ECBC Explores Paper Spray Technology in Collaboration with Academia

When Soldiers encounter an unknown threat in the field, they need to be able to find out its precise identity quickly, whether it is chemical, biological, explosive, or an illicit drug. The technology used should require minimal training.

ECBC researchers, in collaboration with an inventor and professor at Indiana University-Purdue University Indianapolis, are developing a method that uses paper spray ionization mass spectrometry.
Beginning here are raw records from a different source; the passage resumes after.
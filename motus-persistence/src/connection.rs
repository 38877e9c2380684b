use migration::{Migrator, MigratorTrait};
use sea_orm::{Database, DatabaseConnection, DbErr};
use tracing::info;

pub async fn connect_to_database() -> Result<DatabaseConnection, DbErr> {
    let database_url = std::env::var("DATABASE_URL")
        .unwrap_or_else(|_| "sqlite://motus.db?mode=rwc".to_string());

    Database::connect(&database_url).await
}

pub async fn connect_to_memory_database() -> Result<DatabaseConnection, DbErr> {
    Database::connect("sqlite::memory:").await
}

/// Connect using `DATABASE_URL` and bring the schema up to date.
pub async fn connect_and_migrate() -> Result<DatabaseConnection, DbErr> {
    let db = connect_to_database().await?;
    Migrator::up(&db, None).await?;
    info!("Database connected and migrations applied");
    Ok(db)
}
use serde::{Deserialize, Serialize};
use ts_rs::TS;

#[derive(Debug, Clone, Copy, PartialEq, Eq, Serialize, Deserialize, TS)]
#[serde(rename_all = "lowercase")]
#[ts(export)]
pub enum LetterStatus {
    Correct,   // Right letter, right position
    Misplaced, // Letter appears elsewhere in the target
    Wrong,     // Letter not in the target
}

#[derive(Debug, Clone, PartialEq, Eq, Serialize, Deserialize, TS)]
#[ts(export)]
pub struct LetterResult {
    pub letter: String,
    pub status: LetterStatus,
}

#[derive(Debug, Clone, Default, Serialize, Deserialize, TS)]
#[ts(export)]
pub struct GuessRequest {
    #[serde(default)]
    pub user_id: Option<String>,
    #[serde(default)]
    pub guess: String,
}

#[derive(Debug, Clone, Serialize, Deserialize, TS)]
#[ts(export)]
pub struct GuessResponse {
    pub won: bool,
    pub result: Vec<LetterResult>,
    pub message: String,
}

#[derive(Debug, Clone, Copy, PartialEq, Eq, Serialize, Deserialize, TS)]
#[ts(export)]
pub struct SeedResponse {
    #[ts(type = "number")]
    pub seed: u64,
}

#[derive(Debug, Clone, PartialEq, Eq, Serialize, Deserialize, TS)]
#[ts(export)]
pub struct WordResponse {
    pub word: String,
}

/// A player-supplied seed source. The front-end sends whatever was typed
/// into the seed box, so both strings and bare numbers are accepted.
#[derive(Debug, Clone, PartialEq, Eq, Serialize, Deserialize, TS)]
#[serde(untagged)]
#[ts(export)]
pub enum SeedInput {
    Text(String),
    Integer(i64),
}

impl SeedInput {
    /// The string the seed is hashed from. Empty text means "no source".
    pub fn source(&self) -> Option<String> {
        match self {
            SeedInput::Text(text) if text.is_empty() => None,
            SeedInput::Text(text) => Some(text.clone()),
            SeedInput::Integer(value) => Some(value.to_string()),
        }
    }
}

#[derive(Debug, Clone, Default, Serialize, Deserialize, TS)]
#[ts(export)]
pub struct SetSeedRequest {
    #[serde(default)]
    pub user_id: Option<String>,
    #[serde(default)]
    pub seed: Option<SeedInput>,
}
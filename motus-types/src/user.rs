use serde::{Deserialize, Serialize};
use ts_rs::TS;

pub const ADMIN_ROLE: &str = "admin";

#[derive(Debug, Clone, PartialEq, Eq, Serialize, Deserialize, TS)]
#[ts(export)]
pub struct User {
    pub user_id: String,
    pub nickname: String,
    #[ts(type = "number")]
    pub seed: u64,
}

#[derive(Debug, Clone, Serialize, Deserialize, TS)]
#[ts(export)]
pub struct CreateUserRequest {
    pub user_id: String,
    pub nickname: String,
    #[ts(type = "number")]
    pub seed: u64,
}

#[derive(Debug, Clone, Serialize, Deserialize, TS)]
#[ts(export)]
pub struct StoreSeedRequest {
    pub user_id: String,
    #[ts(type = "number")]
    pub seed: u64,
}

#[derive(Debug, Clone, Serialize, Deserialize, TS)]
#[ts(export)]
pub struct NicknameResponse {
    pub nickname: String,
}

/// The authenticated caller, as established by the gateway.
#[derive(Debug, Clone, PartialEq, Eq, Serialize, Deserialize, TS)]
#[ts(export)]
pub struct Identity {
    pub user_id: String,
    pub nickname: String,
    #[serde(default)]
    pub roles: Vec<String>,
}

impl Identity {
    pub fn is_admin(&self) -> bool {
        self.roles.iter().any(|role| role == ADMIN_ROLE)
    }

    /// Resolve which user a request acts on. Only admins may act on behalf
    /// of someone else; a lone "," stands for an empty path segment.
    pub fn target_user(&self, requested: Option<&str>) -> String {
        match requested {
            Some(user_id) if self.is_admin() && !user_id.is_empty() && user_id != "," => {
                user_id.to_string()
            }
            _ => self.user_id.clone(),
        }
    }
}
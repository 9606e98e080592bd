//! Fixtures shared by handler and service tests.

use std::sync::Arc;

use async_trait::async_trait;
use resume_model::tailoring::{CoverLetter, CoverLetterRequest, TailorRequest, TailoredResume};
use resume_model::{ContactInfo, EducationEntry, ExperienceEntry, ResumeContent};

use crate::errors::AppError;
use crate::resumes::memory::InMemoryResumeRepository;
use crate::state::AppState;
use crate::tailoring::TailoringService;

pub fn complete_content() -> ResumeContent {
    ResumeContent {
        contact_info: ContactInfo {
            name: "Grace Hopper".to_string(),
            email: "grace@navy.example.mil".to_string(),
            phone: "+1 555 010 0100".to_string(),
            location: "Arlington, VA".to_string(),
        },
        summary: "Computer scientist who built the first compiler and championed \
                  machine-independent programming languages."
            .to_string(),
        experience: vec![ExperienceEntry {
            title: "Senior Programmer".to_string(),
            company: "Remington Rand".to_string(),
            dates: "1949 - 1967".to_string(),
            location: "Philadelphia".to_string(),
            bullets: vec!["Developed the A-0 compiler for UNIVAC I".to_string()],
        }],
        education: vec![EducationEntry {
            school: "Yale University".to_string(),
            degree: "PhD Mathematics".to_string(),
            dates: "1930 - 1934".to_string(),
        }],
        skills: vec![
            "COBOL".to_string(),
            "Compilers".to_string(),
            "Leadership".to_string(),
        ],
    }
}

/// Returns canned results without calling a model.
pub struct StubTailor;

#[async_trait]
impl TailoringService for StubTailor {
    async fn tailor(&self, request: &TailorRequest) -> Result<TailoredResume, AppError> {
        Ok(TailoredResume {
            summary: "Tailored summary".to_string(),
            experience: request.resume.experience.clone(),
            skills: request.resume.skills.clone(),
            match_score: 72.0,
            key_changes: vec!["Reordered skills".to_string()],
            ats_keywords: vec![],
        })
    }

    async fn cover_letter(&self, request: &CoverLetterRequest) -> Result<CoverLetter, AppError> {
        Ok(CoverLetter {
            cover_letter: "Dear hiring team, ".repeat(20),
            tone: request.tone.as_str().to_string(),
            key_points: vec![],
        })
    }
}

pub fn test_state() -> AppState {
    AppState {
        resumes: Arc::new(InMemoryResumeRepository::new()),
        tailor: Arc::new(StubTailor),
    }
}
Onto a small piece of paper contained in a disposable plastic cartridge, a Soldier can collect a sample of a liquid, including blood, urine, or any suspicious substance. Samples absorbed on the paper are stable at room temperature. And unlike with other methodologies, these samples require no further preparation for analysis. And there’s a further advantage over other analytical methods: the Soldier taking the sample need not know anything about what the sample’s chemical composition might be.

Once in the laboratory, the cartridge is inserted into an auto-sampler, which wets the paper with solvent, thus extracting the sample. Then an electric charge atomizes the sample into droplets that a mass spectrometer can analyze. The analytical results are ready in 60 seconds or less.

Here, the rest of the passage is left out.